Abstract: PO2142
Different Renal and Cerebral Vascular Responses to Angiotensin II Infusions in Anesthetized Mice: Roles of Vasodilator Prostaglandins and Nitric Oxide
Session Information
- Mechanisms of Kidney and Vascular Disease
October 22, 2020 | Location: On-Demand
Abstract Time: 10:00 AM - 12:00 PM
Category: Hypertension and CVD
- 1403 Hypertension and CVD: Mechanisms
Authors
- Wilcox, Christopher S., Georgetown University Medical Center, Washington, District of Columbia, United States
- Solis, Glenn, Georgetown University Medical Center, Washington, District of Columbia, United States
- Mendonca, Margarida, Georgetown University Medical Center, Washington, District of Columbia, United States
- Welch, William J., Georgetown University Medical Center, Washington, District of Columbia, United States
Background
Since the cerebral PO2 is much lower than the renal, the brain requires protection from vasoconstriction while the renal circulation must adapt to physiological demands often dictated by angiotensin II (Ang II). We tested the hypothesis that renal and cerebral blood flow (RBF and CBF) are differentially regulated by vasodilator prostaglandins (PGs) and nitric oxide (NO).
Methods
Mice (n = 6 – 8 per group) were anesthetized with a-chloralose/urethane and ventilated to a PCO2 of 33-38 mmHg.
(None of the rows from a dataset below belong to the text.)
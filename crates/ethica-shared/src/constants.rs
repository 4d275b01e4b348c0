/// Application name
pub const APP_NAME: &str = "Ethica";

/// Display names of the ten review pipeline stages, indexed by `sequence - 1`.
pub const PIPELINE_STAGES: [&str; PIPELINE_LENGTH as usize] = [
    "Submission of Requirements",
    "Assignment of Protocol Code",
    "Initial Review",
    "Assignment of Review Type",
    "Decision Letter",
    "Payment",
    "Panel and Meeting Schedule",
    "Review Results",
    "Additional Requirements",
    "Ethics Clearance",
];

/// Number of stages in the review pipeline
pub const PIPELINE_LENGTH: u8 = 10;

/// Conventional status lifecycle values (the field itself is free text)
pub const STATE_PENDING: &str = "Pending";
pub const STATE_IN_PROGRESS: &str = "In Progress";
pub const STATE_DONE: &str = "Done";
pub const STATE_APPROVED: &str = "Approved";
pub const STATE_SIGNED: &str = "Signed";
pub const STATE_COMPLETED: &str = "Completed";
pub const STATE_REMOVED: &str = "Removed";

/// Push topic prefix for a single application (`application.{id}`)
pub const TOPIC_APPLICATION_PREFIX: &str = "application.";

/// Push topic carrying newly created applications
pub const TOPIC_APPLICATION_LIST: &str = "application-list";

/// Push event names
pub const EVENT_APPLICATION_UPDATED: &str = "ApplicationUpdated";
pub const EVENT_SEND_AND_UPDATE_FEEDBACK: &str = "SendAndUpdateFeedback";
pub const EVENT_APPLICATION_CREATED: &str = "ApplicationCreated";

/// Wire markers for message delivery state
pub const DELIVERY_SENDING: &str = "sending...";
pub const DELIVERY_SENT: &str = "sent";
pub const DELIVERY_FAILED: &str = "failed";

/// Suffix of the generated notice when a push event carries no message
pub const DEFAULT_UPDATE_NOTICE: &str = "has a new update";

/// Default base URL of the tracker HTTP API
pub const DEFAULT_API_URL: &str = "http://127.0.0.1:8000";

/// Default number of applications per list page
pub const DEFAULT_PAGE_SIZE: u32 = 10;

/// Default lifetime of a transient notice in seconds
pub const DEFAULT_NOTICE_TTL_SECS: u64 = 5;

/// Default capacity of the push event channel
pub const DEFAULT_PUSH_BUFFER: usize = 64;
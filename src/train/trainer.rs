use crate::error::{Error, Result};
use crate::network::model::Model;
use crate::optim::sgd::Sgd;

/// One in-order pass of online training: every sample gets its own `train`
/// call. `step` is the running step counter fed to the learning-rate schedule
/// and is advanced once per sample.
///
/// Returns the mean loss over the pass, each sample measured just before its
/// own update.
pub fn train_model(
    model: &mut Model,
    inputs: &[Vec<f64>],
    targets: &[f64],
    optimizer: &Sgd,
    step: &mut usize,
) -> Result<f64> {
    check_samples(inputs, targets)?;
    let order: Vec<usize> = (0..inputs.len()).collect();
    let (loss, _) = run_pass(model, inputs, targets, &order, optimizer, step)?;
    Ok(loss)
}

pub(crate) fn check_samples(inputs: &[Vec<f64>], targets: &[f64]) -> Result<()> {
    if inputs.len() != targets.len() {
        return Err(Error::SampleCountMismatch { inputs: inputs.len(), targets: targets.len() });
    }
    Ok(())
}

/// Trains on the samples in `order`. Returns the mean pre-update loss and the
/// last learning rate used (0 for an empty pass).
pub(crate) fn run_pass(
    model: &mut Model,
    inputs: &[Vec<f64>],
    targets: &[f64],
    order: &[usize],
    optimizer: &Sgd,
    step: &mut usize,
) -> Result<(f64, f64)> {
    if order.is_empty() {
        return Ok((0.0, 0.0));
    }

    let mut total_loss = 0.0;
    let mut rate = 0.0;
    for &idx in order {
        rate = optimizer.step(model, &inputs[idx], targets[idx], *step)?;
        total_loss += model.cached_loss(targets[idx]);
        *step += 1;
    }

    Ok((total_loss / order.len() as f64, rate))
}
Mean arterial pressure (MAP) was recorded via an aortic cannula, RBF via a transit time blood flow meter encircling a renal artery and CBF via a blood flow meter encircling the common carotid artery with the external carotid artery ligated. Renal and cerebral vascular resistances (RVR and CVR) were recorded on line during infusion of vehicle or Ang II (40 p mol min-1 Kg-1 iv) vs vehicle. L-NAME (30 mg-1 Kg-1 h-1) and/or indomethacin (5 mg-1 Kg-1 h-1) or vehicle were infused iv over 50 mins to test the roles of NO and PGs in basal and Ang II-stimulated vascular resistances.
Results
In the basal state, L-NAME increased RVR (+79 ± 9%; P < 0.01) and CVR (+78 ± 8%; P < 0.01) similarly whereas vehicle was ineffective. Indomethacin alone did not modify RVR or CVR but enhanced the effects of L-NAME to raise RVR (+132 ± 15%; P < 0.05) and CVR (+134 ± 30%; P < 0.05) similarly. Thereafter, Ang II infusion increased MAP (+10 ± 2%; P < 0.05) and RVR (+33 ± 6%; P < 0.05) but did not change CVR (+2 ± 2%; NS). Neither L-NAME nor indomethacin alone modified the MAP, RVR or CVR responses to Ang II but after indomethacin given to mice infused with L-NAME, Ang II infusion caused a greater rise in MAP (+30 ± 3%; P < 0.05), and RVR (+190 ± 5%; P < 0.05) but CVR remained quite unresponsive (-7 ± 5%; NS).
Conclusion
Low basal RVR and CVR depend on PG-dependent NO generation. Whereas CVR is entirely protected from vasoconstriction with Ang II, the increase in RVR with Ang II is moderated by PG-dependent NO generation. Thus, PGs and NO exert distinct action in the renal and cerebral vasculature.